Segment Open

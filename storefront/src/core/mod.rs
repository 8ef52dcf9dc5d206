//! Core module - configuration and storefront profiles
//!
//! - [`Config`] - environment driven configuration
//! - [`StorefrontProfile`] - per-page variation (categories, notes, flow)

pub mod config;
pub mod profile;

pub use config::{CatalogKind, Config};
pub use profile::{CategoryOption, OrderFlow, ProfileKind, StorefrontProfile};
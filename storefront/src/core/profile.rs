//! Storefront profiles
//!
//! The deployed site had several near-identical pages that differed only in
//! their category menu, whether a notes field was shown and whether the
//! buyer ordered from a cart or straight from an item's detail page. Those
//! differences live here as data.

use serde::{Deserialize, Serialize};
use std::str::FromStr;

/// Category keyword that disables filtering
pub const ALL_CATEGORIES: &str = "all";

/// One entry of the category menu
#[derive(Debug, Clone, PartialEq, Eq, Serialize, Deserialize)]
pub struct CategoryOption {
    pub value: String,
    pub label: String,
}

impl CategoryOption {
    pub fn new(value: impl Into<String>, label: impl Into<String>) -> Self {
        Self {
            value: value.into(),
            label: label.into(),
        }
    }
}

/// How an order is assembled
#[derive(Debug, Clone, Copy, PartialEq, Eq, Serialize, Deserialize)]
#[serde(rename_all = "snake_case")]
pub enum OrderFlow {
    /// Buyer fills a cart, then checks out every line at once
    Cart,
    /// Buyer orders one item with a quantity from its detail page
    SingleItem,
}

/// Named preset selectable through `PROFILE`
#[derive(Debug, Clone, Copy, PartialEq, Eq, Default)]
pub enum ProfileKind {
    #[default]
    Cart,
    Detail,
}

impl FromStr for ProfileKind {
    type Err = String;

    fn from_str(s: &str) -> Result<Self, Self::Err> {
        match s.trim().to_ascii_lowercase().as_str() {
            "cart" | "menu" => Ok(Self::Cart),
            "detail" | "single" => Ok(Self::Detail),
            other => Err(format!("unknown profile: {}", other)),
        }
    }
}

#[derive(Debug, Clone, PartialEq, Eq, Serialize, Deserialize)]
pub struct StorefrontProfile {
    pub name: String,
    pub categories: Vec<CategoryOption>,
    /// Whether the notes field is collected and forwarded
    pub collect_notes: bool,
    pub flow: OrderFlow,
}

impl StorefrontProfile {
    pub fn from_kind(kind: ProfileKind) -> Self {
        match kind {
            ProfileKind::Cart => Self::cart(),
            ProfileKind::Detail => Self::detail(),
        }
    }

    /// Menu page with a cart and a notes field
    pub fn cart() -> Self {
        Self {
            name: "cart".into(),
            categories: default_categories(),
            collect_notes: true,
            flow: OrderFlow::Cart,
        }
    }

    /// Detail page ordering a single item, no notes
    pub fn detail() -> Self {
        Self {
            name: "detail".into(),
            categories: default_categories(),
            collect_notes: false,
            flow: OrderFlow::SingleItem,
        }
    }

    /// Whether the keyword is one of this profile's menu entries
    pub fn has_category(&self, keyword: &str) -> bool {
        self.categories.iter().any(|c| c.value == keyword)
    }
}

fn default_categories() -> Vec<CategoryOption> {
    vec![
        CategoryOption::new(ALL_CATEGORIES, "🍽️ Semua Menu"),
        CategoryOption::new("snack", "🍿 Snack"),
        CategoryOption::new("ayam", "🍗 Ayam"),
        CategoryOption::new("nugget", "🍤 Nugget"),
    ]
}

Segment Closed

EXERCISE » Scan the records above and tell how many lines include the word "Copy"; the number is all that should be written.

ANSWER TO THIS PROBLEM » 2